(Beginning of Source material)
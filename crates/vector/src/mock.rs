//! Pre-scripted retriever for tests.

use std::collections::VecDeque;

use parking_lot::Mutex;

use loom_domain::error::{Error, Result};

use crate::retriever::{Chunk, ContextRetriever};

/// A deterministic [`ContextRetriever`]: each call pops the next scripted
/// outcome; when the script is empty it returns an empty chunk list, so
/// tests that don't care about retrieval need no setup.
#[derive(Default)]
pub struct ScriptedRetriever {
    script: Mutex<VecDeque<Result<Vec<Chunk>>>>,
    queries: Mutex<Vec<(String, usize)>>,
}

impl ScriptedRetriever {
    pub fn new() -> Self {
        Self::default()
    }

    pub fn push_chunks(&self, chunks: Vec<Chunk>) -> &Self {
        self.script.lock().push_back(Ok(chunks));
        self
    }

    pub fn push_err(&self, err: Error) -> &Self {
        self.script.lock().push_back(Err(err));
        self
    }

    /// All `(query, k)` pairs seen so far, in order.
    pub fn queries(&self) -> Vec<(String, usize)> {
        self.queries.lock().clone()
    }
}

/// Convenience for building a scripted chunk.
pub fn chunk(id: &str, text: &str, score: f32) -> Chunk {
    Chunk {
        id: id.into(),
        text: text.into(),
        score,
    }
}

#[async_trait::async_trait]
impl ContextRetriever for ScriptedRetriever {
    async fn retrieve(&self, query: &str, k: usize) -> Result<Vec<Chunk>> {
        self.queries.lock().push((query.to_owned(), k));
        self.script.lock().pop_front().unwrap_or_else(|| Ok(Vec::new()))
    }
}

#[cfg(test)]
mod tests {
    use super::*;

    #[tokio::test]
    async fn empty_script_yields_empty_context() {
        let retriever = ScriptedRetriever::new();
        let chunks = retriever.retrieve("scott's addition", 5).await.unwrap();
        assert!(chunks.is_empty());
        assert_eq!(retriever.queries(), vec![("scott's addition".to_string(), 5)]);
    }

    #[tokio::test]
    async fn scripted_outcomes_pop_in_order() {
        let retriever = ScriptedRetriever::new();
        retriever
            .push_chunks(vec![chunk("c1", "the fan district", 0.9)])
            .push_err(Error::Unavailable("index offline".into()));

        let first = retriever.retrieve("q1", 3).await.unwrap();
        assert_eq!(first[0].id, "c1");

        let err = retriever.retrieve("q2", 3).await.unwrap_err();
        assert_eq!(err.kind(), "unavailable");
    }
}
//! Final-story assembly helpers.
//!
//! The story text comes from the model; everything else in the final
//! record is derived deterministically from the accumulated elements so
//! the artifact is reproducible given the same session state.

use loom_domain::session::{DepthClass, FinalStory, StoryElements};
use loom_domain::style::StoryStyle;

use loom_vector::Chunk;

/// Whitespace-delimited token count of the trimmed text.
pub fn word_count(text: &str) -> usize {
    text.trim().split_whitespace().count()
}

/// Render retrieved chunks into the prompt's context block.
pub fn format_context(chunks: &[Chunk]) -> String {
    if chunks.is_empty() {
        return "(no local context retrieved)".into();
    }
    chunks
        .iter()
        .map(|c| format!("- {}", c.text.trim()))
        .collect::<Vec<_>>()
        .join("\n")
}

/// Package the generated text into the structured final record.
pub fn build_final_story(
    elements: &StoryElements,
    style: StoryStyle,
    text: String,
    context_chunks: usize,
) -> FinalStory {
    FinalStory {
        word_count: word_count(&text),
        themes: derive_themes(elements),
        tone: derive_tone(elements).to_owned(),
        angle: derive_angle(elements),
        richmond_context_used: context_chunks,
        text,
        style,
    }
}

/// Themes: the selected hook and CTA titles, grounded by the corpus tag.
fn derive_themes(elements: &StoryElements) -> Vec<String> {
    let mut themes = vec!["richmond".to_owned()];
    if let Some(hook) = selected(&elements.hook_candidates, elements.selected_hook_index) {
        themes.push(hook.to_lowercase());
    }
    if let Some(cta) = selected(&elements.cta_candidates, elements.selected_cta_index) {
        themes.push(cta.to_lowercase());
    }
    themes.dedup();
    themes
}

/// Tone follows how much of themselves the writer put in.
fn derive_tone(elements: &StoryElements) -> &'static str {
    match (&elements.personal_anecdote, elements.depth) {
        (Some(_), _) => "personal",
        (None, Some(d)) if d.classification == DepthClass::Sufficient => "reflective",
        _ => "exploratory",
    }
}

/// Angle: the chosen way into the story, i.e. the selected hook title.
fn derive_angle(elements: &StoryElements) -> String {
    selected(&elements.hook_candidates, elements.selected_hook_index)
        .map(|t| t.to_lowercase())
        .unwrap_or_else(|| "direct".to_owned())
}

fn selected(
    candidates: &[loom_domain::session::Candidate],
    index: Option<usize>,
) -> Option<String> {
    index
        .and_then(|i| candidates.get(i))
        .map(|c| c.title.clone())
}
(End of Source material)
▶ What is being asked
Pull every line containing "retrieved" from the material above.

▶ Exercise result
/// Render retrieved chunks into the prompt's context block.
        return "(no local context retrieved)".into();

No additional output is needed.